→ Task details:
From the records below, extract only the lines running from the line with "impl AsyncRead for" to the line with "Pin::new(&mut self.0).poll_read(cx, buf)", both lines included, reproducing them exactly.
*** Supplied data Section Begins ***
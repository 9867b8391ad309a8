//! Credential and protocol-version handshake.
//!
//! The client offers its maximum protocol version after the credentials.
//! Peers that predate version negotiation drop the socket without replying;
//! for those the client reconnects once and sends the legacy frame, which
//! carries no version byte. A second silent close rejects the handshake.

use crate::error::ClientError;
use qipc_protocol::MAX_PROTOCOL_VERSION;
use std::future::Future;
use std::io;
use tokio::io::{AsyncRead, AsyncReadExt, AsyncWrite, AsyncWriteExt};

/// Handshake progress.
#[derive(Debug, Clone, Copy, PartialEq, Eq)]
pub enum HandshakeState {
    Disconnected,
    /// Credentials sent with a version offer.
    CredentialsSent,
    /// Credentials resent in the legacy format.
    Retrying,
    Negotiated(u8),
    Rejected,
}

/// Credentials followed by the version offer and a terminator.
pub fn offer_frame(token: &[u8]) -> Vec<u8> {
    let mut frame = Vec::with_capacity(token.len() + 2);
    frame.extend_from_slice(token);
    frame.extend_from_slice(&[MAX_PROTOCOL_VERSION, 0]);
    frame
}

/// Credentials followed by the terminator only.
pub fn legacy_frame(token: &[u8]) -> Vec<u8> {
    let mut frame = Vec::with_capacity(token.len() + 1);
    frame.extend_from_slice(token);
    frame.push(0);
    frame
}

/// Runs the handshake, returning the negotiated stream and protocol version.
///
/// `connect` is called once per attempt; at most two transports are opened.
/// Every transport that does not end in `Negotiated` is shut down before
/// this returns.
pub(crate) async fn negotiate<S, F, Fut>(
    mut connect: F,
    token: &[u8],
) -> Result<(S, u8), ClientError>
where
    S: AsyncRead + AsyncWrite + Unpin,
    F: FnMut() -> Fut,
    Fut: Future<Output = Result<S, ClientError>>,
{
    let mut stream = connect().await?;
    let mut state = HandshakeState::Disconnected;

    loop {
        state = match state {
            HandshakeState::Disconnected => {
                tracing::debug!("Sending credentials (offering protocol v{})", MAX_PROTOCOL_VERSION);
                send(&mut stream, &offer_frame(token)).await?;
                HandshakeState::CredentialsSent
            }
            HandshakeState::CredentialsSent => match read_version(&mut stream).await? {
                Some(version) => HandshakeState::Negotiated(version),
                None => {
                    tracing::debug!("Peer closed without a version; retrying with legacy handshake");
                    abandon(&mut stream).await;
                    stream = connect().await?;
                    send(&mut stream, &legacy_frame(token)).await?;
                    HandshakeState::Retrying
                }
            },
            HandshakeState::Retrying => match read_version(&mut stream).await? {
                Some(version) => HandshakeState::Negotiated(version),
                None => HandshakeState::Rejected,
            },
            HandshakeState::Negotiated(version) => {
                let negotiated = version.min(MAX_PROTOCOL_VERSION);
                tracing::debug!(
                    "Handshake complete: peer v{}, using v{}",
                    version,
                    negotiated
                );
                return Ok((stream, negotiated));
            }
            HandshakeState::Rejected => {
                tracing::warn!("Handshake rejected by peer");
                abandon(&mut stream).await;
                return Err(ClientError::AuthenticationFailed);
            }
        };
    }
}

async fn send<S: AsyncWrite + Unpin>(stream: &mut S, frame: &[u8]) -> Result<(), ClientError> {
    stream.write_all(frame).await?;
    stream.flush().await?;
    Ok(())
}

/// Shuts down a transport the handshake gives up on. Failures are logged only.
async fn abandon<S: AsyncWrite + Unpin>(stream: &mut S) {
    if let Err(e) = stream.shutdown().await {
        tracing::debug!("Shutdown failed: {}", e);
    }
}

/// Reads the one-byte reply; `None` means the peer closed instead.
async fn read_version<S: AsyncRead + Unpin>(stream: &mut S) -> Result<Option<u8>, ClientError> {
    let mut buf = [0u8; 1];
    match stream.read(&mut buf).await {
        Ok(1) => Ok(Some(buf[0])),
        Ok(_) => Ok(None),
        Err(e)
            if matches!(
                e.kind(),
                io::ErrorKind::ConnectionReset | io::ErrorKind::ConnectionAborted
            ) =>
        {
            tracing::debug!("Peer reset during handshake: {}", e);
            Ok(None)
        }
        Err(e) => Err(ClientError::Io(e)),
    }
}

#[cfg(test)]
mod tests {
    use super::*;
    use std::collections::VecDeque;
    use std::pin::Pin;
    use std::sync::atomic::{AtomicUsize, Ordering};
    use std::sync::Arc;
    use std::task::{Context, Poll};
    use tokio::io::ReadBuf;
    use tokio_test::io::{Builder, Mock};

    const TOKEN: &[u8] = b"user:pass";

    /// Connects to scripted mocks in order, counting attempts.
    fn scripted(
        mocks: Vec<Mock>,
    ) -> (
        impl FnMut() -> std::future::Ready<Result<Mock, ClientError>>,
        Arc<AtomicUsize>,
    ) {
        let attempts = Arc::new(AtomicUsize::new(0));
        let counter = attempts.clone();
        let mut queue: VecDeque<Mock> = mocks.into();
        let connect = move || {
            counter.fetch_add(1, Ordering::SeqCst);
            std::future::ready(queue.pop_front().ok_or(ClientError::NotConnected))
        };
        (connect, attempts)
    }

    #[test]
    fn test_frames() {
        assert_eq!(offer_frame(b"a:b"), b"a:b\x06\x00".to_vec());
        assert_eq!(legacy_frame(b"a:b"), b"a:b\x00".to_vec());
        assert_eq!(offer_frame(b""), vec![MAX_PROTOCOL_VERSION, 0]);
    }

    #[tokio::test]
    async fn test_negotiated_version() {
        let mock = Builder::new().write(&offer_frame(TOKEN)).read(&[3]).build();
        let (connect, attempts) = scripted(vec![mock]);

        let (_stream, version) = negotiate(connect, TOKEN).await.unwrap();
        assert_eq!(version, 3);
        assert_eq!(attempts.load(Ordering::SeqCst), 1);
    }

    #[tokio::test]
    async fn test_version_capped_at_client_max() {
        let mock = Builder::new().write(&offer_frame(TOKEN)).read(&[9]).build();
        let (connect, _) = scripted(vec![mock]);

        let (_stream, version) = negotiate(connect, TOKEN).await.unwrap();
        assert_eq!(version, MAX_PROTOCOL_VERSION);
    }

    #[tokio::test]
    async fn test_legacy_fallback() {
        let first = Builder::new().write(&offer_frame(TOKEN)).build();
        let second = Builder::new().write(&legacy_frame(TOKEN)).read(&[1]).build();
        let (connect, attempts) = scripted(vec![first, second]);

        let (_stream, version) = negotiate(connect, TOKEN).await.unwrap();
        assert_eq!(version, 1);
        assert_eq!(attempts.load(Ordering::SeqCst), 2);
    }

    #[tokio::test]
    async fn test_reset_counts_as_close() {
        let reset = io::Error::new(io::ErrorKind::ConnectionReset, "reset");
        let first = Builder::new()
            .write(&offer_frame(TOKEN))
            .read_error(reset)
            .build();
        let second = Builder::new().write(&legacy_frame(TOKEN)).read(&[2]).build();
        let (connect, _) = scripted(vec![first, second]);

        let (_stream, version) = negotiate(connect, TOKEN).await.unwrap();
        assert_eq!(version, 2);
    }

    #[tokio::test]
    async fn test_rejected_after_one_retry() {
        let first = Builder::new().write(&offer_frame(TOKEN)).build();
        let second = Builder::new().write(&legacy_frame(TOKEN)).build();
        let (connect, attempts) = scripted(vec![first, second]);

        let result = negotiate(connect, TOKEN).await;
        assert!(matches!(result, Err(ClientError::AuthenticationFailed)));
        assert_eq!(attempts.load(Ordering::SeqCst), 2);
    }

    #[tokio::test]
    async fn test_connect_failure_propagates() {
        let (connect, _) = scripted(vec![]);
        let result: Result<(Mock, u8), _> = negotiate(connect, TOKEN).await;
        assert!(matches!(result, Err(ClientError::NotConnected)));
    }

    /// A transport whose shutdown always fails.
    struct StuckShutdown(Mock);

    impl AsyncRead for StuckShutdown {
        fn poll_read(
            mut self: Pin<&mut Self>,
            cx: &mut Context<'_>,
            buf: &mut ReadBuf<'_>,
        ) -> Poll<io::Result<()>> {
            Pin::new(&mut self.0).poll_read(cx, buf)
        }
    }

    impl AsyncWrite for StuckShutdown {
        fn poll_write(
            mut self: Pin<&mut Self>,
            cx: &mut Context<'_>,
            buf: &[u8],
        ) -> Poll<io::Result<usize>> {
            Pin::new(&mut self.0).poll_write(cx, buf)
        }

        fn poll_flush(mut self: Pin<&mut Self>, cx: &mut Context<'_>) -> Poll<io::Result<()>> {
            Pin::new(&mut self.0).poll_flush(cx)
        }

        fn poll_shutdown(self: Pin<&mut Self>, _cx: &mut Context<'_>) -> Poll<io::Result<()>> {
            Poll::Ready(Err(io::ErrorKind::NotConnected.into()))
        }
    }

    #[tokio::test]
    async fn test_failed_shutdown_does_not_abort_handshake() {
        let mut mocks = VecDeque::from([
            Builder::new().write(&offer_frame(TOKEN)).build(),
            Builder::new().write(&legacy_frame(TOKEN)).read(&[1]).build(),
        ]);
        let connect = move || {
            std::future::ready(
                mocks
                    .pop_front()
                    .map(StuckShutdown)
                    .ok_or(ClientError::NotConnected),
            )
        };
        let (_stream, version) = negotiate(connect, TOKEN).await.unwrap();
        assert_eq!(version, 1);

        let mut mocks = VecDeque::from([
            Builder::new().write(&offer_frame(TOKEN)).build(),
            Builder::new().write(&legacy_frame(TOKEN)).build(),
        ]);
        let connect = move || {
            std::future::ready(
                mocks
                    .pop_front()
                    .map(StuckShutdown)
                    .ok_or(ClientError::NotConnected),
            )
        };
        let result = negotiate(connect, TOKEN).await;
        assert!(matches!(result, Err(ClientError::AuthenticationFailed)));
    }
}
*** Supplied data Section Ends ***
→ Result of the task:
    impl AsyncRead for StuckShutdown {
        fn poll_read(
            mut self: Pin<&mut Self>,
            cx: &mut Context<'_>,
            buf: &mut ReadBuf<'_>,
        ) -> Poll<io::Result<()>> {
            Pin::new(&mut self.0).poll_read(cx, buf)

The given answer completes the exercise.